The 100-MW Quail Brush Generation Project consists of 11 natural gas-fired engines that generate about 9 MW each.  The plant will be built near the Sycamore Canyon landfill in San Diego and, because it is made up of a number of small units, can operate anywhere between 5 MW and 100 MW as needed.  The plant should start producing electricity in May 2014 and will provide power and transmission support to SDG&E’s customers for 20 years.

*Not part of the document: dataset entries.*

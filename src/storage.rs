//! Storage ports and reference implementations
//!
//! The engine reads card identity from a `CardCatalog` and persists
//! review state and quota counters through a `ReviewStore`; both are
//! injected so the core stays testable without any app state.
//!
//! `FileStore` directory structure per project:
//! ```text
//! {root}/{project-id}/
//! ├── cards.json                    # CardMeta list in creation order
//! ├── states/{user-id}/{card-id}.json
//! └── counters/{user-id}/{date}.json
//! ```

use std::collections::HashMap;
use std::fs;
use std::path::PathBuf;
use std::sync::Mutex;

use chrono::NaiveDate;
use thiserror::Error;
use uuid::Uuid;

use crate::models::{CardMeta, CardReviewState, DailyCounters};

#[derive(Error, Debug)]
pub enum StoreError {
    #[error("IO error: {0}")]
    Io(#[from] std::io::Error),

    #[error("JSON error: {0}")]
    Json(#[from] serde_json::Error),

    #[error("card not found: {0}")]
    CardNotFound(Uuid),

    #[error("stale write for card {card_id}: stored version {stored}, expected {expected}")]
    StaleWrite {
        card_id: Uuid,
        stored: u64,
        expected: u64,
    },
}

pub type Result<T> = std::result::Result<T, StoreError>;

/// The flashcard store's face: which cards exist in a project, in
/// creation order
pub trait CardCatalog: Send + Sync {
    fn project_cards(&self, project_id: Uuid) -> Result<Vec<CardMeta>>;

    fn card_meta(&self, project_id: Uuid, card_id: Uuid) -> Result<Option<CardMeta>>;
}

/// Persistence port for review state and daily counters.
///
/// `save_state` is a compare-and-swap: the write is rejected with
/// `StaleWrite` unless the stored version still matches
/// `expected_version` (0 for a card with no record). Counter writes
/// have a single writer, the quota tracker, and need no version.
pub trait ReviewStore: Send + Sync {
    fn load_state(
        &self,
        user_id: Uuid,
        project_id: Uuid,
        card_id: Uuid,
    ) -> Result<Option<CardReviewState>>;

    fn save_state(
        &self,
        user_id: Uuid,
        project_id: Uuid,
        state: &CardReviewState,
        expected_version: u64,
    ) -> Result<()>;

    fn load_counters(
        &self,
        user_id: Uuid,
        project_id: Uuid,
        date: NaiveDate,
    ) -> Result<Option<DailyCounters>>;

    fn save_counters(&self, counters: &DailyCounters) -> Result<()>;
}

// ==================== In-memory implementation ====================

type StateKey = (Uuid, Uuid, Uuid);
type CounterKey = (Uuid, Uuid, NaiveDate);

/// Hash-map backed implementation of both ports; the default for
/// embedding and the engine's test double
#[derive(Default)]
pub struct MemoryStore {
    cards: Mutex<HashMap<Uuid, Vec<CardMeta>>>,
    states: Mutex<HashMap<StateKey, CardReviewState>>,
    counters: Mutex<HashMap<CounterKey, DailyCounters>>,
}

impl MemoryStore {
    pub fn new() -> Self {
        Self::default()
    }

    /// Register a card in a project's catalog
    pub fn add_card(&self, project_id: Uuid, meta: CardMeta) {
        let mut cards = self.cards.lock().unwrap();
        cards.entry(project_id).or_default().push(meta);
    }
}

impl CardCatalog for MemoryStore {
    fn project_cards(&self, project_id: Uuid) -> Result<Vec<CardMeta>> {
        let cards = self.cards.lock().unwrap();
        let mut metas = cards.get(&project_id).cloned().unwrap_or_default();
        metas.sort_by_key(|m| m.position);
        Ok(metas)
    }

    fn card_meta(&self, project_id: Uuid, card_id: Uuid) -> Result<Option<CardMeta>> {
        let cards = self.cards.lock().unwrap();
        Ok(cards
            .get(&project_id)
            .and_then(|metas| metas.iter().find(|m| m.card_id == card_id).cloned()))
    }
}

impl ReviewStore for MemoryStore {
    fn load_state(
        &self,
        user_id: Uuid,
        project_id: Uuid,
        card_id: Uuid,
    ) -> Result<Option<CardReviewState>> {
        let states = self.states.lock().unwrap();
        Ok(states.get(&(user_id, project_id, card_id)).cloned())
    }

    fn save_state(
        &self,
        user_id: Uuid,
        project_id: Uuid,
        state: &CardReviewState,
        expected_version: u64,
    ) -> Result<()> {
        let mut states = self.states.lock().unwrap();
        let key = (user_id, project_id, state.card_id);
        let stored = states.get(&key).map(|s| s.version).unwrap_or(0);
        if stored != expected_version {
            return Err(StoreError::StaleWrite {
                card_id: state.card_id,
                stored,
                expected: expected_version,
            });
        }
        states.insert(key, state.clone());
        Ok(())
    }

    fn load_counters(
        &self,
        user_id: Uuid,
        project_id: Uuid,
        date: NaiveDate,
    ) -> Result<Option<DailyCounters>> {
        let counters = self.counters.lock().unwrap();
        Ok(counters.get(&(user_id, project_id, date)).cloned())
    }

    fn save_counters(&self, counters: &DailyCounters) -> Result<()> {
        let mut map = self.counters.lock().unwrap();
        map.insert(
            (counters.user_id, counters.project_id, counters.date),
            counters.clone(),
        );
        Ok(())
    }
}

// ==================== File implementation ====================

/// JSON-file implementation of both ports, one file per record
pub struct FileStore {
    root: PathBuf,
    // save_state reads, compares and rewrites; the lock keeps two
    // writers from interleaving between those steps
    write_lock: Mutex<()>,
}

impl FileStore {
    pub fn new(root: PathBuf) -> Self {
        Self {
            root,
            write_lock: Mutex::new(()),
        }
    }

    fn project_dir(&self, project_id: Uuid) -> PathBuf {
        self.root.join(project_id.to_string())
    }

    fn cards_path(&self, project_id: Uuid) -> PathBuf {
        self.project_dir(project_id).join("cards.json")
    }

    fn states_dir(&self, project_id: Uuid, user_id: Uuid) -> PathBuf {
        self.project_dir(project_id)
            .join("states")
            .join(user_id.to_string())
    }

    fn state_path(&self, project_id: Uuid, user_id: Uuid, card_id: Uuid) -> PathBuf {
        self.states_dir(project_id, user_id)
            .join(format!("{}.json", card_id))
    }

    fn counters_dir(&self, project_id: Uuid, user_id: Uuid) -> PathBuf {
        self.project_dir(project_id)
            .join("counters")
            .join(user_id.to_string())
    }

    fn counters_path(&self, project_id: Uuid, user_id: Uuid, date: NaiveDate) -> PathBuf {
        self.counters_dir(project_id, user_id)
            .join(format!("{}.json", date.format("%Y-%m-%d")))
    }

    /// Create the project's directory skeleton and an empty catalog
    pub fn init(&self, project_id: Uuid) -> Result<()> {
        fs::create_dir_all(self.project_dir(project_id))?;

        let cards_path = self.cards_path(project_id);
        if !cards_path.exists() {
            let empty: Vec<CardMeta> = Vec::new();
            fs::write(&cards_path, serde_json::to_string_pretty(&empty)?)?;
        }

        Ok(())
    }

    /// Append a card to the project catalog
    pub fn add_card(&self, project_id: Uuid, meta: CardMeta) -> Result<()> {
        self.init(project_id)?;

        let mut metas = self.project_cards(project_id)?;
        metas.push(meta);
        fs::write(
            self.cards_path(project_id),
            serde_json::to_string_pretty(&metas)?,
        )?;

        Ok(())
    }
}

impl CardCatalog for FileStore {
    fn project_cards(&self, project_id: Uuid) -> Result<Vec<CardMeta>> {
        let cards_path = self.cards_path(project_id);
        if !cards_path.exists() {
            return Ok(Vec::new());
        }

        let content = fs::read_to_string(&cards_path)?;
        let mut metas: Vec<CardMeta> = serde_json::from_str(&content)?;
        metas.sort_by_key(|m| m.position);
        Ok(metas)
    }

    fn card_meta(&self, project_id: Uuid, card_id: Uuid) -> Result<Option<CardMeta>> {
        let metas = self.project_cards(project_id)?;
        Ok(metas.into_iter().find(|m| m.card_id == card_id))
    }
}

impl ReviewStore for FileStore {
    fn load_state(
        &self,
        user_id: Uuid,
        project_id: Uuid,
        card_id: Uuid,
    ) -> Result<Option<CardReviewState>> {
        let path = self.state_path(project_id, user_id, card_id);
        if !path.exists() {
            return Ok(None);
        }

        let content = fs::read_to_string(&path)?;
        let state: CardReviewState = serde_json::from_str(&content)?;
        Ok(Some(state))
    }

    fn save_state(
        &self,
        user_id: Uuid,
        project_id: Uuid,
        state: &CardReviewState,
        expected_version: u64,
    ) -> Result<()> {
        let _guard = self.write_lock.lock().unwrap();

        let stored = self
            .load_state(user_id, project_id, state.card_id)?
            .map(|s| s.version)
            .unwrap_or(0);
        if stored != expected_version {
            return Err(StoreError::StaleWrite {
                card_id: state.card_id,
                stored,
                expected: expected_version,
            });
        }

        fs::create_dir_all(self.states_dir(project_id, user_id))?;
        fs::write(
            self.state_path(project_id, user_id, state.card_id),
            serde_json::to_string_pretty(state)?,
        )?;

        Ok(())
    }

    fn load_counters(
        &self,
        user_id: Uuid,
        project_id: Uuid,
        date: NaiveDate,
    ) -> Result<Option<DailyCounters>> {
        let path = self.counters_path(project_id, user_id, date);
        if !path.exists() {
            return Ok(None);
        }

        let content = fs::read_to_string(&path)?;
        let counters: DailyCounters = serde_json::from_str(&content)?;
        Ok(Some(counters))
    }

    fn save_counters(&self, counters: &DailyCounters) -> Result<()> {
        fs::create_dir_all(self.counters_dir(counters.project_id, counters.user_id))?;
        fs::write(
            self.counters_path(counters.project_id, counters.user_id, counters.date),
            serde_json::to_string_pretty(counters)?,
        )?;

        Ok(())
    }
}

The Escondido Energy Center is a repowering of an existing facility and includes the installation of a new 45-MW combustion turbine generator, which replaces a vintage gas turbine generator.  The new unit will be built at the same site as Wellhead’s existing facility in Escondido.  SDG&E has a 25-year purchase power agreement with Wellhead for the output of the plant, which is scheduled to be online in July 2012.
 
“This Escondido project will be the third, fast-start generator project Wellhead has undertaken with SDG&E,” said Hal Dittmer, president of Wellhead.  “We are pleased to support their reliability and renewable energy integration efforts with cleaner, more efficient and more reliable technology than what had been built on the site.  We look forward to continuing our long-term relationship with SDG&E and the communities in the San Diego area.”
   
Avery said the highly efficient performance of the new peaker plants will help SDG&E to reduce its greenhouse gas (GHG) emissions and to contribute toward the state’s overall GHG reduction goal. 

All the contracts require approval of state regulators.

SDG&E is a regulated public utility that provides safe and reliable energy service to 3.5 million consumers through 1.4 million electric meters and more than 850,000 natural gas meters in San Diego and southern Orange counties.  The utility’s area spans 4,100 square miles.  SDG&E is committed to creating ways to help our customers save energy and money every day.  SDG&E is a subsidiary of Sempra Energy (NYSE: SRE), a Fortune 500 energy services holding company based in San Diego.